Hermione Price, Matthias Blüher, Rudolf Prager, Tra-Mi Phan, Brian L Thorsted, Bernd Schultes, EXTRA study group, Hermione Price, Matthias Blüher, Rudolf Prager, Tra-Mi Phan, Brian L Thorsted, Bernd Schultes, EXTRA study group

Abstract

Aims: To describe the real-world use and effectiveness of IDegLira, a fixed-ratio combination of the basal insulin degludec, and the glucagon-like peptide-1 receptor agonist (GLP-1RA) liraglutide.

Materials and methods: This European, multicentre, retrospective chart review comprised adults (n = 611) with type 2 diabetes, who started IDegLira ≥6 months before data collection. Clinical characteristics were assessed at baseline (defined as the most recent recording during the 6 months before the first IDegLira prescription) and 3, 6, 9 and 12 months (± 45 days for each time point) after commencing IDegLira, where data were available.

Results: Baseline regimens included non-injectable medications (19%), basal insulin (19%), GLP-1RA (10%), free combination therapy (insulin/GLP-1RA, 24%) and multiple daily-dose insulin injections (MDI, 28%), all ± oral antidiabetic drugs. After 6 months, significant glycated haemoglobin (HbA1c) reductions were observed in patients overall and in all subgroups (-10 mmol/mol [-0.9%] overall; P < .0001), and a significant reduction in mean body weight (-0.7 kg; P < .05) was observed in patients overall and in patients receiving MDI (-2.4 kg; P < .0001). The mean IDegLira dose was 22, 30 and 32 dose steps at initiation, and at 6 and 12 months follow-up, respectively. In total, only 67 patients reached the maximum 50 dose steps, with most coming from the free combination therapy (n = 31) or MDI (n = 15) baseline regimen groups. Hypoglycaemia rates were reduced by 82% (rate ratio 0.18; P < .0001) in the 6-month period after vs before IDegLira initiation. Overall, a total of 12 patients experienced 15 events in the 6 months after IDegLira initiation.

Conclusion: In real-world practice, after 6 months and at a moderate dose, IDegLira resulted in substantial reductions in HbA1c and body weight, with a reduced risk of hypoglycaemia.

Keywords: GLP-1 analogue; glycaemic control; insulin therapy; observational study; type 2 diabetes.

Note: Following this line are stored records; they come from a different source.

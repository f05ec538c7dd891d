use enrollment_api::run;

#[tokio::main]
async fn main() {
    if let Err(err) = run().await {
        eprintln!("application error: {err}");
        std::process::exit(1);
    }
}
use crate::demo::{run_demo, DemoArgs};
use crate::server;
use clap::{Args, Parser, Subcommand};
use enrollment::error::AppError;

#[derive(Parser, Debug)]
#[command(
    name = "enrollment-api",
    about = "Run the exam registration service or walk through a registration lifecycle",
    version
)]
struct Cli {
    #[command(subcommand)]
    command: Option<Command>,
}

#[derive(Subcommand, Debug)]
enum Command {
    /// Start the HTTP service (default command)
    Serve(ServeArgs),
    /// Replay a student's registration lifecycle against an in-memory catalog
    Demo(DemoArgs),
}

#[derive(Args, Debug, Default)]
pub(crate) struct ServeArgs {
    /// Override the configured host for the HTTP server
    #[arg(long)]
    pub(crate) host: Option<String>,
    /// Override the configured port for the HTTP server
    #[arg(long)]
    pub(crate) port: Option<u16>,
    /// Seed the in-memory store with a sample professor, subject, sittings, and student
    #[arg(long)]
    pub(crate) seed: bool,
}

pub(crate) async fn run() -> Result<(), AppError> {
    let cli = Cli::parse();
    let command = cli
        .command
        .unwrap_or_else(|| Command::Serve(ServeArgs::default()));

    match command {
        Command::Serve(args) => server::run(args).await,
        Command::Demo(args) => run_demo(args),
    }
}
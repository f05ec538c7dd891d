pub mod config;
pub mod error;
pub mod registrations;
pub mod telemetry;
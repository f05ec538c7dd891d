use std::fmt;

use chrono::NaiveDate;
use serde::Serialize;

use super::domain::{
    Exam, ExamDraft, ExamId, ExamKind, ExamRegistration, NewRegistration, OutcomePatch,
    Professor, ProfessorDraft, ProfessorId, RegistrationId, Student, StudentDraft, StudentId,
    Subject, SubjectDraft, SubjectId,
};

/// Uniqueness and referential constraints a store must enforce atomically.
#[derive(Debug, Clone, Copy, PartialEq, Eq, Serialize)]
#[serde(rename_all = "snake_case")]
pub enum Constraint {
    /// One registration per (student, exam).
    RegistrationPerSitting,
    /// One `applied` registration per (student, subject).
    OpenApplicationPerSubject,
    /// Attempt numbers are unique per (student, subject).
    AttemptPerSubject,
    UniqueUsername,
    UniqueIndexNumber,
    /// A referenced row still has dependents (exam with registrations, subject with exams).
    Dependents,
}

impl Constraint {
    pub const fn label(self) -> &'static str {
        match self {
            Constraint::RegistrationPerSitting => "registration_per_sitting",
            Constraint::OpenApplicationPerSubject => "open_application_per_subject",
            Constraint::AttemptPerSubject => "attempt_per_subject",
            Constraint::UniqueUsername => "unique_username",
            Constraint::UniqueIndexNumber => "unique_index_number",
            Constraint::Dependents => "dependents",
        }
    }
}

impl fmt::Display for Constraint {
    fn fmt(&self, f: &mut fmt::Formatter<'_>) -> fmt::Result {
        f.write_str(self.label())
    }
}

/// Error enumeration for store failures.
#[derive(Debug, Clone, PartialEq, Eq, thiserror::Error)]
pub enum StoreError {
    #[error("constraint violated: {0}")]
    Conflict(Constraint),
    #[error("record not found")]
    NotFound,
    #[error("store unavailable: {0}")]
    Unavailable(String),
}

/// Registration lookup filter; unset fields match everything.
#[derive(Debug, Clone, Copy, Default, PartialEq, Eq)]
pub struct RegistrationFilter {
    pub student_id: Option<StudentId>,
    pub subject_id: Option<SubjectId>,
    pub exam_id: Option<ExamId>,
}

impl RegistrationFilter {
    pub fn student(student_id: StudentId) -> Self {
        Self {
            student_id: Some(student_id),
            ..Self::default()
        }
    }

    pub fn exam(exam_id: ExamId) -> Self {
        Self {
            exam_id: Some(exam_id),
            ..Self::default()
        }
    }

    pub fn subject(mut self, subject_id: SubjectId) -> Self {
        self.subject_id = Some(subject_id);
        self
    }

    /// Match against a registration whose exam belongs to `subject_id`.
    pub fn matches(&self, registration: &ExamRegistration, subject_id: SubjectId) -> bool {
        self.student_id.map_or(true, |id| registration.student_id == id)
            && self.exam_id.map_or(true, |id| registration.exam_id == id)
            && self.subject_id.map_or(true, |id| subject_id == id)
    }
}

/// Storage abstraction so the lifecycle and catalog services can be exercised in isolation.
///
/// `insert_registration` and `update_registration` must enforce the registration
/// constraints in [`Constraint`] in the same atomic step as the write; the services rely
/// on the store, not on their own reads, to close check-then-insert races.
pub trait EnrollmentStore: Send + Sync {
    fn student(&self, id: StudentId) -> Result<Option<Student>, StoreError>;
    fn professor(&self, id: ProfessorId) -> Result<Option<Professor>, StoreError>;
    fn subject(&self, id: SubjectId) -> Result<Option<Subject>, StoreError>;
    fn exam(&self, id: ExamId) -> Result<Option<Exam>, StoreError>;
    fn registration(&self, id: RegistrationId) -> Result<Option<ExamRegistration>, StoreError>;

    fn subjects(&self) -> Result<Vec<Subject>, StoreError>;
    fn exams(&self) -> Result<Vec<Exam>, StoreError>;
    /// Registrations matching `filter`, ordered by id (creation order).
    fn registrations(
        &self,
        filter: &RegistrationFilter,
    ) -> Result<Vec<ExamRegistration>, StoreError>;

    fn insert_registration(&self, record: NewRegistration)
        -> Result<ExamRegistration, StoreError>;
    fn update_registration(
        &self,
        id: RegistrationId,
        patch: &OutcomePatch,
    ) -> Result<ExamRegistration, StoreError>;

    fn insert_student(&self, draft: StudentDraft) -> Result<Student, StoreError>;
    fn update_student(&self, id: StudentId, draft: StudentDraft) -> Result<Student, StoreError>;
    fn insert_professor(&self, draft: ProfessorDraft) -> Result<Professor, StoreError>;
    fn insert_subject(
        &self,
        owner_id: ProfessorId,
        draft: SubjectDraft,
    ) -> Result<Subject, StoreError>;
    fn insert_exam(&self, draft: ExamDraft) -> Result<Exam, StoreError>;
    fn delete_exam(&self, id: ExamId) -> Result<(), StoreError>;
    fn delete_subject(&self, id: SubjectId) -> Result<(), StoreError>;
}

/// Graded registration joined with its catalog context for a student's transcript.
#[derive(Debug, Clone, PartialEq, Eq, Serialize)]
pub struct TranscriptEntry {
    pub registration_id: RegistrationId,
    pub subject_name: String,
    pub exam_date: NaiveDate,
    pub exam_kind: ExamKind,
    pub grade: u8,
    pub points: u32,
    pub passed: bool,
    pub professor_name: String,
}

Conflict of interest statement

H.P. has received lecture fees from MSD, AstraZeneca, Lilly, Sanofi, Novo Nordisk and Boehringer Ingelheim, conference travel from Novo Nordisk, and received honoraria for advisory board or steering committee participation from Sanofi and Novo Nordisk. M.B. received honoraria for presentations and advisory board participations from Amgen, AstraZeneca, Boehringer Ingelheim, Bayer, Lilly, Novartis, Novo Nordisk and Sanofi. R.P. has received honoraria for advisory board participation from Amgen, AstraZeneca, Boehringer Ingelheim, Lilly, MSD, Novartis, Novo Nordisk and Sanofi. T‐M.P. was an employee of Novo Nordisk Region Europe A/S and owned stocks/shares in the company at the time of this study. B.L.T. is an employee and shareholder of Novo Nordisk A/S. B.S. has received honoraria for advisory board and speakers' bureau participation from Novo Nordisk, Sanofi, AstraZeneca, Lilly, Bayer and Boehringer Ingelheim, and for speakers' bureau participation from Sanofi, Lilly, MSD, Bayer and Boehringer Ingelheim.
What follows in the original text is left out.